--- Records supplied Enclosed Below ---
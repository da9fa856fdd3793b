//! Inventory files
//!
//! Credentials and switches can be seeded from a YAML document:
//!
//! ```yaml
//! credentials:
//!   - name: tor-community
//!     protocol_type: snmpv2c
//!     write_community: private
//! switches:
//!   - name: tor-1
//!     vendor: hpe
//!     ip_address: 192.0.2.10
//!     mac_address: "08:00:09:01:02:03"
//!     management_protocol: snmpv2c
//!     credentials: tor-community
//! ```

use crate::error::{ConfigError, ProvisioningError};
use crate::store::InventoryStore;
use bnp_types::{Credential, Switch, normalize_mac};
use serde::{Deserialize, Serialize};
use std::path::Path;
use tracing::info;

/// Environment variable naming the inventory file
pub const INVENTORY_ENV: &str = "BNP_INVENTORY";

/// Credentials and switches to load into a store
#[derive(Debug, Clone, Default, PartialEq, Eq, Serialize, Deserialize)]
pub struct Inventory {
    /// Credential records
    #[serde(default)]
    pub credentials: Vec<Credential>,
    /// Switch records
    #[serde(default)]
    pub switches: Vec<Switch>,
}

impl Inventory {
    /// Parse a YAML document
    pub fn from_yaml_str(yaml: &str) -> Result<Self, ConfigError> {
        Ok(serde_yaml::from_str(yaml)?)
    }

    /// Read and parse a YAML file
    pub fn from_file(path: impl AsRef<Path>) -> Result<Self, ConfigError> {
        let path = path.as_ref();
        let yaml = std::fs::read_to_string(path).map_err(|source| ConfigError::Io {
            path: path.to_path_buf(),
            source,
        })?;
        Self::from_yaml_str(&yaml)
    }

    /// Store every record; credentials are validated first
    ///
    /// Switches are stored as written, validation results included; run
    /// protocol validation afterwards to refresh them.
    pub async fn load_into<S>(self, store: &S) -> Result<(), ProvisioningError>
    where
        S: InventoryStore + ?Sized,
    {
        for credential in self.credentials {
            credential.validate()?;
            store.add_credential(credential).await?;
        }
        for switch in self.switches {
            normalize_mac(&switch.mac_address)?;
            store.add_switch(switch).await?;
        }
        info!(
            "Loaded {} credentials and {} switches",
            store.list_credentials().await?.len(),
            store.list_switches().await?.len()
        );
        Ok(())
    }
}

#[cfg(test)]
mod tests {
    use super::*;
    use crate::store::{CredentialStore, InMemoryInventory, SwitchStore};
    use bnp_types::{AccessParameters, ManagementProtocol};

    const INVENTORY: &str = r#"
credentials:
  - name: tor-community
    protocol_type: snmpv2c
    write_community: private
  - name: tor-v3
    protocol_type: snmpv3
    security_name: bnp
    auth_protocol: sha
    auth_key: authpass1
switches:
  - name: tor-1
    vendor: hpe
    family: "5900"
    ip_address: 192.0.2.10
    mac_address: "08:00:09:01:02:03"
    management_protocol: snmpv2c
    credentials: tor-community
"#;

    #[tokio::test]
    async fn test_loads_credentials_and_switches() {
        let inventory = Inventory::from_yaml_str(INVENTORY).unwrap();
        assert_eq!(inventory.credentials.len(), 2);
        assert!(matches!(inventory.credentials[1].access, AccessParameters::SnmpV3 { .. }));

        let store = InMemoryInventory::new();
        inventory.load_into(&store).await.unwrap();

        let switch = store.get_switch_by_mac("08:00:09:01:02:03").await.unwrap().unwrap();
        assert_eq!(switch.family.as_deref(), Some("5900"));
        assert_eq!(switch.management_protocol, ManagementProtocol::SnmpV2c);
        assert_eq!(
            store
                .get_credential_by_name_and_protocol("tor-v3", ManagementProtocol::SnmpV3)
                .await
                .unwrap()
                .len(),
            1
        );
    }

    #[tokio::test]
    async fn test_rejects_invalid_credentials() {
        let yaml = r"
credentials:
  - name: short
    protocol_type: snmpv3
    security_name: bnp
    auth_protocol: md5
    auth_key: short
";
        let store = InMemoryInventory::new();
        let result = Inventory::from_yaml_str(yaml).unwrap().load_into(&store).await;
        assert!(matches!(result, Err(ProvisioningError::Model(_))));
        assert!(store.list_credentials().await.unwrap().is_empty());
    }

    #[test]
    fn test_unknown_protocol_is_a_parse_error() {
        let yaml = r"
switches:
  - name: tor-1
    vendor: hpe
    ip_address: 192.0.2.10
    mac_address: 08:00:09:01:02:03
    management_protocol: telnet
    credentials: tor-community
";
        assert!(matches!(Inventory::from_yaml_str(yaml), Err(ConfigError::Yaml(_))));
    }
}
--- End of Enclosed Records supplied ---
Your answer should consist only of the number of lines in the entries above that include "unwrap".

**Solution to this task**:
6